What an incredible two weeks we have had in France. It’s amazing what we did and accomplished while here. We saw three regions of France, we experienced two Famous wineries that do not export their wine out of their area and we got to paddleboard in the French Mediterranean Sea among yachts and coastal village towns with colors of the sun. Sitting in the water floating among the sea looking back at the Village opened my eyes to all that I can do and have done with this illness. I did not let it win and bring me down and I have overcome so much. So to sit in the French Riviera with the love of my life looking out among the ocean, at Villafrenche Sur Mer, I saw my life ahead of me. Our lives ahead of us. A vision I have lost for years. The sight of a life ahead of me.


Despite dealing with chronic illnesses and a body that always lets me down I am in happy tears to say that my body feels tired and my legs are sore but I did everything I wanted to do. When we get back home I have a leg procedure coming up to help with the leg pains and vein issues I am experiencing. I was nervous if my legs would hold up. And they did. I was nervous my heart would act up. But it didnt. I was nervous I would have an Sphincter of OddI attack or pancreatitis or sick from eating but only a few pains hit and mostly I am able to Control the pain now with the meds. The hardest part of the trip was staying on A medication regiment while being here and not taking too many pain meds versus not being in too much pain. Matt and I worked together and I was able to stay on track and I never missed a dose of meds while I was here. I did run out of my stroke/Parkinsons meds but I rationed for the end of the trip since we were going to Versailles. It worked!

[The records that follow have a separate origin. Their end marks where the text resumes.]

//! Integration tests for connection pool invariants.
//!
//! Covers the write-once slot cache, random topic selection, and credential
//! handling under concurrent acquisition.

use std::{sync::Arc, thread};

use courier_ingest::{transport::mock::MockConnector, ConnectionPool, Credential, IngestConfig};

fn test_config(pool_size: usize, topics: &str) -> IngestConfig {
    IngestConfig {
        topic_endpoint: "https://bus.test/api/events".to_string(),
        topics: topics.to_string(),
        topic_key: "test-key".to_string(),
        pool_size,
    }
}

#[test]
fn acquire_always_returns_a_connection_for_any_pool_size() {
    for pool_size in [1, 2, 7, 100] {
        let connector = MockConnector::new();
        let pool = ConnectionPool::new(&test_config(pool_size, "t1"), Arc::new(connector.clone()));

        for _ in 0..50 {
            pool.acquire().expect("acquire should always succeed with valid config");
        }

        assert!(pool.populated_slots() >= 1);
        assert!(pool.populated_slots() <= pool_size);
        assert_eq!(connector.connection_count(), pool.populated_slots());
    }
}

#[test]
fn populated_slots_never_empty_again() {
    let connector = MockConnector::new();
    let pool = ConnectionPool::new(&test_config(3, "t1"), Arc::new(connector));

    let mut high_water = 0;
    for _ in 0..300 {
        pool.acquire().expect("acquire should succeed");
        let populated = pool.populated_slots();
        assert!(populated >= high_water, "slot count regressed: {populated} < {high_water}");
        high_water = populated;
    }

    assert_eq!(high_water, 3);
}

#[test]
fn topic_selection_covers_the_whole_table() {
    let pool = ConnectionPool::new(&test_config(2, "t1,t2"), Arc::new(MockConnector::new()));

    let mut seen = std::collections::HashSet::new();
    for _ in 0..200 {
        seen.insert(pool.select_topic().expect("selection should succeed"));
    }

    // Uniform selection over two topics reaches both in 200 draws.
    assert_eq!(seen.len(), 2);
    assert!(seen.contains("t1"));
    assert!(seen.contains("t2"));
}

#[test]
fn credential_rotation_applies_only_to_new_connections() {
    let connector = MockConnector::new();
    let pool = Arc::new(ConnectionPool::new(&test_config(2, "t1"), Arc::new(connector.clone())));

    // Populate every slot under the original key.
    while pool.populated_slots() < 2 {
        pool.acquire().expect("acquire should succeed");
    }
    assert_eq!(connector.last_credential().as_deref(), Some("test-key"));

    pool.refresh_credential(Credential::new("rotated-key"));

    // Cached connections are never rebuilt, so the rotated key is unused
    // until a process restart empties the slots.
    for _ in 0..50 {
        pool.acquire().expect("acquire should succeed");
    }
    assert_eq!(connector.connection_count(), 2);
    assert_eq!(connector.last_credential().as_deref(), Some("test-key"));
}

#[test]
fn concurrent_acquisition_stays_within_slot_bounds() {
    let connector = MockConnector::new();
    let pool = Arc::new(ConnectionPool::new(&test_config(8, "t1"), Arc::new(connector.clone())));

    let handles: Vec<_> = (0..16)
        .map(|_| {
            let pool = Arc::clone(&pool);
            thread::spawn(move || {
                for _ in 0..200 {
                    pool.acquire().expect("acquire should succeed");
                }
            })
        })
        .collect();

    for handle in handles {
        handle.join().expect("acquire thread panicked");
    }

    // Exactly one construction per populated slot, even under contention.
    assert_eq!(connector.connection_count(), pool.populated_slots());
    assert!(connector.connection_count() <= 8);
}
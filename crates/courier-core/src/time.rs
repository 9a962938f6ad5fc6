//! Clock abstraction for envelope timestamps.
//!
//! Event envelopes carry a creation timestamp. Injecting the time source
//! keeps envelope construction deterministic under test; production code
//! uses [`UtcClock`].

use std::sync::{Arc, RwLock};

use chrono::{DateTime, Duration, Utc};

/// Time source for event timestamps.
pub trait Clock: Send + Sync + std::fmt::Debug {
    /// Returns the current time in UTC.
    fn now_utc(&self) -> DateTime<Utc>;
}

/// Production clock backed by the system time.
#[derive(Debug, Clone, Copy, Default)]
pub struct UtcClock;

impl UtcClock {
    /// Creates a new system-backed clock.
    pub fn new() -> Self {
        Self
    }
}

impl Clock for UtcClock {
    fn now_utc(&self) -> DateTime<Utc> {
        Utc::now()
    }
}

/// Test clock pinned to a controllable instant.
///
/// Time only moves when [`FixedClock::advance`] is called, so tests can
/// assert exact envelope timestamps.
#[derive(Debug, Clone)]
pub struct FixedClock {
    now: Arc<RwLock<DateTime<Utc>>>,
}

impl FixedClock {
    /// Creates a clock pinned to the given instant.
    pub fn at(now: DateTime<Utc>) -> Self {
        Self { now: Arc::new(RwLock::new(now)) }
    }

    /// Advances the clock by the given duration.
    pub fn advance(&self, duration: Duration) {
        let mut now = self.now.write().unwrap_or_else(std::sync::PoisonError::into_inner);
        *now = *now + duration;
    }
}

impl Clock for FixedClock {
    fn now_utc(&self) -> DateTime<Utc> {
        *self.now.read().unwrap_or_else(std::sync::PoisonError::into_inner)
    }
}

I was nervous about coming on this trip. I thought of everything that could go wrong and would go wrong but it was ruining my enjoyment of planning for the trip. Matt took the brunt of that and he handled it so well. I feel like I am ready to go back to the States and start life again. I shed the old me in France and I became a new person. A happy person. I want to get back to living life and seeing friends and going to the gym, yoga and swimming. My favorite activities all at my fingertips with all the time I need to do them everyday But I just never felt the desire to get up and do them. France, you gave me back my happiness. Matt, you gave me the best gift of my life. He is such an amazing man. I am so very lucky. No one holds a candle to this man and I can not wait to be his wife.


We sit here in the airport in France waiting to board our flight, and I am so excited to get home. I miss our kitties and our dogs and our home. I miss our garden and the simplicity of our life. I look forward to bringing more happiness and love into our home and counting down until we get married in October.


Thank you for being a part of my journey. Your love, prayers and thoughts allowed me to travel to France. A place I have always held dear for some unknown reason. I just never let go of the hope of TakinG my grand adventure and then along came Matt and with his love and kindness, my dreams came true.